[Aim of the task]
The following data has a line with "and time arrays" and a line with "match try_fit(series, options)". Write out exactly those lines and all the lines between them.

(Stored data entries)
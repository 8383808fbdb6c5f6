//! Chart rendering.
//!
//! Both sinks take the same render-only description ([`DecayChart`]): the
//! observed daily counts, the fitted curve sampled over the observed range,
//! a legend label, axis labels and whether the y-axis is logarithmic.
//!
//! - `ascii`: fixed-size character grid for the terminal
//! - `svg`: Plotters chart written to a file

pub mod ascii;
pub mod svg;

pub use ascii::*;
pub use svg::*;

/// Number of samples used when the fitted curve is drawn as a smooth line.
pub const CURVE_SAMPLES: usize = 500;

/// Everything needed to draw one decay chart.
#[derive(Debug, Clone)]
pub struct DecayChart<'a> {
    pub title: String,
    /// Observed `(t, N)` pairs.
    pub observed: &'a [(f64, f64)],
    /// Fitted model sampled over the observed t-range.
    pub curve: &'a [(f64, f64)],
    pub observed_label: String,
    pub model_label: String,
    pub x_label: &'a str,
    pub y_label: &'a str,
    pub log_y: bool,
}

impl DecayChart<'_> {
    /// t-range covered by observations and curve; widened when degenerate.
    pub fn x_range(&self) -> (f64, f64) {
        let (min, max) = min_max(self.observed.iter().chain(self.curve).map(|&(t, _)| t))
            .unwrap_or((1.0, 2.0));
        if max > min { (min, max) } else { (min - 0.5, max + 0.5) }
    }

    /// y-range over all drawable values, in data units.
    ///
    /// On a log axis non-positive values cannot be drawn and are ignored.
    pub fn y_range(&self) -> Option<(f64, f64)> {
        let log_y = self.log_y;
        min_max(
            self.observed
                .iter()
                .chain(self.curve)
                .map(|&(_, y)| y)
                .filter(|y| !log_y || *y > 0.0),
        )
    }
}

fn min_max(values: impl Iterator<Item = f64>) -> Option<(f64, f64)> {
    let mut min = f64::INFINITY;
    let mut max = f64::NEG_INFINITY;
    for v in values.filter(|v| v.is_finite()) {
        min = min.min(v);
        max = max.max(v);
    }
    if min.is_finite() && max.is_finite() { Some((min, max)) } else { None }
}
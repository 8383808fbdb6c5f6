//! Curve fitting.
//!
//! Responsibilities:
//!
//! - fit the modified Omori law to a daily count series (bounded LM)
//! - score the fit with R²
//! - degrade to the initial guess when the solver fails

pub mod fitter;

pub use fitter::*;
//! Shared domain types.
//!
//! Everything here is plain data: catalog events, the derived mainshock and
//! daily count series, Omori parameters, and the configuration the pipeline
//! runs with.

use std::path::PathBuf;

use chrono::{DateTime, Utc};

use crate::error::AppError;

/// Completeness threshold used when none is configured.
pub const DEFAULT_MIN_MAGNITUDE: f64 = 2.0;

/// Catalog path used when neither `--file` nor `OMORI_CATALOG` is given.
pub const DEFAULT_CATALOG_PATH: &str = "data/italy_earthquakes_from_2016-08-24_to_2016-11-30.csv";

/// Default solver evaluation budget.
pub const DEFAULT_MAX_EVALUATIONS: usize = 10_000;

/// One row of the catalog.
#[derive(Debug, Clone, PartialEq)]
pub struct SeismicEvent {
    pub timestamp: DateTime<Utc>,
    pub latitude: Option<f64>,
    pub longitude: Option<f64>,
    /// Hypocentral depth in km.
    pub depth_km: Option<f64>,
    /// May be zero or negative for micro-events.
    pub magnitude: f64,
}

/// The largest event of the catalog together with its catalog position.
///
/// `index` is what identifies the mainshock record; two events with identical
/// timestamp and magnitude are still different records.
#[derive(Debug, Clone, PartialEq)]
pub struct Mainshock {
    pub index: usize,
    pub event: SeismicEvent,
}

impl Mainshock {
    pub fn time(&self) -> DateTime<Utc> {
        self.event.timestamp
    }

    pub fn magnitude(&self) -> f64 {
        self.event.magnitude
    }
}

/// Events that qualify as aftershocks of a given mainshock.
#[derive(Debug, Clone, Default)]
pub struct AftershockSubset {
    pub events: Vec<SeismicEvent>,
}

impl AftershockSubset {
    pub fn len(&self) -> usize {
        self.events.len()
    }

    pub fn is_empty(&self) -> bool {
        self.events.is_empty()
    }
}

/// One non-empty 24-hour bucket.
#[derive(Debug, Clone, Copy, PartialEq)]
pub struct DailyCount {
    /// Bucket start in days after the mainshock, shifted by +1 (first bucket = 1.0).
    pub elapsed_days: f64,
    pub count: u64,
}

/// Mainshock-anchored daily aftershock counts, zero-count days removed.
#[derive(Debug, Clone, Default, PartialEq)]
pub struct DailyCountSeries {
    pub points: Vec<DailyCount>,
}

impl DailyCountSeries {
    pub fn len(&self) -> usize {
        self.points.len()
    }

    pub fn is_empty(&self) -> bool {
        self.points.is_empty()
    }

    pub fn t_values(&self) -> Vec<f64> {
        self.points.iter().map(|p| p.elapsed_days).collect()
    }

    pub fn counts(&self) -> Vec<f64> {
        self.points.iter().map(|p| p.count as f64).collect()
    }

    /// `(min t, max t)` of the series, if non-empty.
    pub fn t_range(&self) -> Option<(f64, f64)> {
        let first = self.points.first()?;
        let last = self.points.last()?;
        Some((first.elapsed_days, last.elapsed_days))
    }

    pub fn total_events(&self) -> u64 {
        self.points.iter().map(|p| p.count).sum()
    }
}

/// Modified Omori law parameters: `rate(t) = K / (t + c)^p`.
#[derive(Debug, Clone, Copy, PartialEq)]
pub struct OmoriParams {
    /// Activity scale.
    pub k: f64,
    /// Time offset (days).
    pub c: f64,
    /// Decay exponent.
    pub p: f64,
}

impl OmoriParams {
    pub const fn new(k: f64, c: f64, p: f64) -> Self {
        Self { k, c, p }
    }

    pub fn to_array(self) -> [f64; 3] {
        [self.k, self.c, self.p]
    }

    pub fn from_slice(values: &[f64]) -> Option<Self> {
        match values {
            [k, c, p] => Some(Self::new(*k, *c, *p)),
            _ => None,
        }
    }
}

impl Default for OmoriParams {
    fn default() -> Self {
        Self::new(1000.0, 1.0, 1.0)
    }
}

/// Inclusive per-parameter box constraints.
#[derive(Debug, Clone, Copy, PartialEq)]
pub struct ParamBounds {
    pub k: (f64, f64),
    pub c: (f64, f64),
    pub p: (f64, f64),
}

impl ParamBounds {
    pub fn lower(&self) -> [f64; 3] {
        [self.k.0, self.c.0, self.p.0]
    }

    pub fn upper(&self) -> [f64; 3] {
        [self.k.1, self.c.1, self.p.1]
    }

    #[cfg(test)]
    pub fn contains(&self, params: &OmoriParams) -> bool {
        let within = |v: f64, (lo, hi): (f64, f64)| v >= lo && v <= hi;
        within(params.k, self.k) && within(params.c, self.c) && within(params.p, self.p)
    }
}

impl Default for ParamBounds {
    fn default() -> Self {
        Self {
            k: (0.1, 50_000.0),
            c: (0.0, 15.0),
            p: (0.5, 3.0),
        }
    }
}

/// Solver inputs for a single Omori fit.
#[derive(Debug, Clone, Copy, PartialEq)]
pub struct FitOptions {
    pub initial_guess: OmoriParams,
    pub bounds: ParamBounds,
    pub max_evaluations: usize,
}

impl Default for FitOptions {
    fn default() -> Self {
        Self {
            initial_guess: OmoriParams::default(),
            bounds: ParamBounds::default(),
            max_evaluations: DEFAULT_MAX_EVALUATIONS,
        }
    }
}

impl FitOptions {
    /// Reject configurations the solver could never honour.
    ///
    /// After this passes, the initial guess lies inside the bounds, so a
    /// fallback result is always inside the box too.
    pub fn validate(&self) -> Result<(), AppError> {
        let named = [
            ("K", self.initial_guess.k, self.bounds.k),
            ("c", self.initial_guess.c, self.bounds.c),
            ("p", self.initial_guess.p, self.bounds.p),
        ];
        for (name, guess, (lo, hi)) in named {
            if !(guess.is_finite() && lo.is_finite() && hi.is_finite()) {
                return Err(AppError::new(
                    2,
                    format!("Invalid {name} settings: guess and bounds must be finite."),
                ));
            }
            if lo > hi {
                return Err(AppError::new(
                    2,
                    format!("Invalid {name} bounds: lower {lo} > upper {hi}."),
                ));
            }
            if guess < lo || guess > hi {
                return Err(AppError::new(
                    2,
                    format!("Initial {name}={guess} lies outside its bounds [{lo}, {hi}]."),
                ));
            }
        }
        if self.max_evaluations == 0 {
            return Err(AppError::new(2, "Max evaluations must be > 0."));
        }
        Ok(())
    }
}

/// Result of a fit attempt.
///
/// A failed solve is not an error for the pipeline: it degrades to the initial
/// guess with R² = 0.0, and the variant records why.
#[derive(Debug, Clone, PartialEq)]
pub enum FitOutcome {
    Converged {
        params: OmoriParams,
        r_squared: f64,
        evaluations: usize,
    },
    Fallback {
        params: OmoriParams,
        reason: String,
    },
}

impl FitOutcome {
    pub fn params(&self) -> OmoriParams {
        match self {
            FitOutcome::Converged { params, .. } | FitOutcome::Fallback { params, .. } => *params,
        }
    }

    pub fn r_squared(&self) -> f64 {
        match self {
            FitOutcome::Converged { r_squared, .. } => *r_squared,
            FitOutcome::Fallback { .. } => 0.0,
        }
    }

    pub fn is_converged(&self) -> bool {
        matches!(self, FitOutcome::Converged { .. })
    }

    pub fn fallback_reason(&self) -> Option<&str> {
        match self {
            FitOutcome::Converged { .. } => None,
            FitOutcome::Fallback { reason, .. } => Some(reason),
        }
    }
}

/// A full `omori fit` run configuration, derived from CLI flags plus defaults.
#[derive(Debug, Clone)]
pub struct AnalysisConfig {
    pub catalog_path: PathBuf,
    pub delimiter: u8,
    pub min_magnitude: f64,
    pub fit: FitOptions,

    pub plot: bool,
    pub plot_width: usize,
    pub plot_height: usize,
    pub log_y: bool,
    pub svg_path: Option<PathBuf>,
    pub show_table: bool,
}

/// Parameters for generating a synthetic catalog.
#[derive(Debug, Clone)]
pub struct SimulationConfig {
    pub output: PathBuf,
    pub seed: u64,
    pub mainshock_time: DateTime<Utc>,
    pub mainshock_magnitude: f64,
    pub latitude: f64,
    pub longitude: f64,
    pub depth_km: f64,
    /// True Omori parameters; `t` in days since the mainshock.
    pub params: OmoriParams,
    pub duration_days: f64,
    pub min_magnitude: f64,
    pub b_value: f64,
    pub background_events: usize,
}

#[cfg(test)]
mod tests {
    use super::*;

    #[test]
    fn default_options_are_valid() {
        FitOptions::default().validate().unwrap();
    }

    #[test]
    fn guess_outside_bounds_is_rejected() {
        let opts = FitOptions {
            initial_guess: OmoriParams::new(1000.0, 20.0, 1.0),
            ..FitOptions::default()
        };
        let err = opts.validate().unwrap_err();
        assert_eq!(err.exit_code(), 2);
        assert!(err.to_string().contains("c=20"));
    }

    #[test]
    fn fallback_reports_zero_r_squared() {
        let outcome = FitOutcome::Fallback {
            params: OmoriParams::default(),
            reason: "x".to_string(),
        };
        assert_eq!(outcome.r_squared(), 0.0);
        assert!(!outcome.is_converged());
        assert_eq!(outcome.params(), OmoriParams::default());
    }
}
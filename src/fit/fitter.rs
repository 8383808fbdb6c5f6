//! Omori law fitting.
//!
//! Given the daily count series `(t_i, N_i)` we minimize
//!
//! ```text
//! Σ (N_i − K / (t_i + c)^p)²
//! ```
//!
//! inside the configured box with the bounded Levenberg–Marquardt solver, then
//! score the result with R².
//!
//! A failed solve never aborts the run. It becomes `FitOutcome::Fallback`
//! carrying the initial guess, and the report/plot still render (with R² = 0).

use thiserror::Error;

use crate::domain::{DailyCountSeries, FitOptions, FitOutcome, OmoriParams};
use crate::math::{LmOptions, SolverError, curve_fit};
use crate::models::{PARAM_COUNT, fill_jacobian_row, omori_rate, predict};

/// Reasons a fit degrades to the fallback parameters.
#[derive(Debug, Clone, PartialEq, Error)]
pub enum FitError {
    #[error("solver failed: {0}")]
    Solver(#[from] SolverError),

    #[error("R² is undefined: observed counts have zero variance and the model does not match them")]
    UndefinedRSquared,

    #[error("observed and time arrays differ in length ({t} vs {n})")]
    LengthMismatch { t: usize, n: usize },

    #[error("nothing to score: empty series")]
    Empty,
}

/// Fit the modified Omori law to `series`.
///
/// Never fails: any solver or scoring error yields `FitOutcome::Fallback` with
/// `options.initial_guess`. Callers are expected to have run
/// `FitOptions::validate`, which keeps that guess inside the bounds.
pub fn fit(series: &DailyCountSeries, options: &FitOptions) -> FitOutcome {
    match try_fit(series, options) {
        Ok((params, r_squared, evaluations)) => {
            log::info!(
                "omori fit converged after {evaluations} evaluations: K={:.3} c={:.4} p={:.4} R²={r_squared:.4}",
                params.k,
                params.c,
                params.p
            );
            FitOutcome::Converged {
                params,
                r_squared,
                evaluations,
            }
        }
        Err(err) => {
            log::warn!("Omori fit failed ({err}); falling back to the initial guess with R² = 0");
            FitOutcome::Fallback {
                params: options.initial_guess,
                reason: err.to_string(),
            }
        }
    }
}

fn try_fit(series: &DailyCountSeries, options: &FitOptions) -> Result<(OmoriParams, f64, usize), FitError> {
    let t_obs = series.t_values();
    let n_obs = series.counts();

    let lm_opts = LmOptions {
        max_evaluations: options.max_evaluations,
        ..LmOptions::default()
    };
    let report = curve_fit(
        &t_obs,
        &n_obs,
        &options.initial_guess.to_array(),
        &options.bounds.lower(),
        &options.bounds.upper(),
        predict,
        fill_jacobian_row,
        &lm_opts,
    )?;
    log::debug!(
        "lm finished: {} iteration(s), {} evaluation(s), cost={:.6e}",
        report.iterations,
        report.evaluations,
        report.cost
    );

    let params = OmoriParams::from_slice(&report.params).ok_or_else(|| {
        FitError::Solver(SolverError::InvalidInput(format!(
            "expected {PARAM_COUNT} parameters, got {}",
            report.params.len()
        )))
    })?;
    let r_squared = goodness_of_fit(&t_obs, &n_obs, &params)?;
    Ok((params, r_squared, report.evaluations))
}

/// Coefficient of determination of the Omori curve against observed counts.
///
/// `R² = 1 − SS_res / SS_tot`. When every observation is identical
/// (`SS_tot = 0`) the ratio is undefined: a perfect match scores 1.0, anything
/// else is `FitError::UndefinedRSquared`.
pub fn goodness_of_fit(t_obs: &[f64], n_obs: &[f64], params: &OmoriParams) -> Result<f64, FitError> {
    if t_obs.len() != n_obs.len() {
        return Err(FitError::LengthMismatch {
            t: t_obs.len(),
            n: n_obs.len(),
        });
    }
    if n_obs.is_empty() {
        return Err(FitError::Empty);
    }

    let mean = n_obs.iter().sum::<f64>() / n_obs.len() as f64;
    let ss_total: f64 = n_obs.iter().map(|n| (n - mean).powi(2)).sum();
    let ss_residual: f64 = t_obs
        .iter()
        .zip(n_obs)
        .map(|(&t, &n)| (n - omori_rate(t, params)).powi(2))
        .sum();

    if ss_total == 0.0 {
        return if ss_residual == 0.0 {
            Ok(1.0)
        } else {
            Err(FitError::UndefinedRSquared)
        };
    }
    Ok(1.0 - ss_residual / ss_total)
}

[Reply to the exercise]
    #[error("observed and time arrays differ in length ({t} vs {n})")]
    LengthMismatch { t: usize, n: usize },

    #[error("nothing to score: empty series")]
    Empty,
}

/// Fit the modified Omori law to `series`.
///
/// Never fails: any solver or scoring error yields `FitOutcome::Fallback` with
/// `options.initial_guess`. Callers are expected to have run
/// `FitOptions::validate`, which keeps that guess inside the bounds.
pub fn fit(series: &DailyCountSeries, options: &FitOptions) -> FitOutcome {
    match try_fit(series, options) {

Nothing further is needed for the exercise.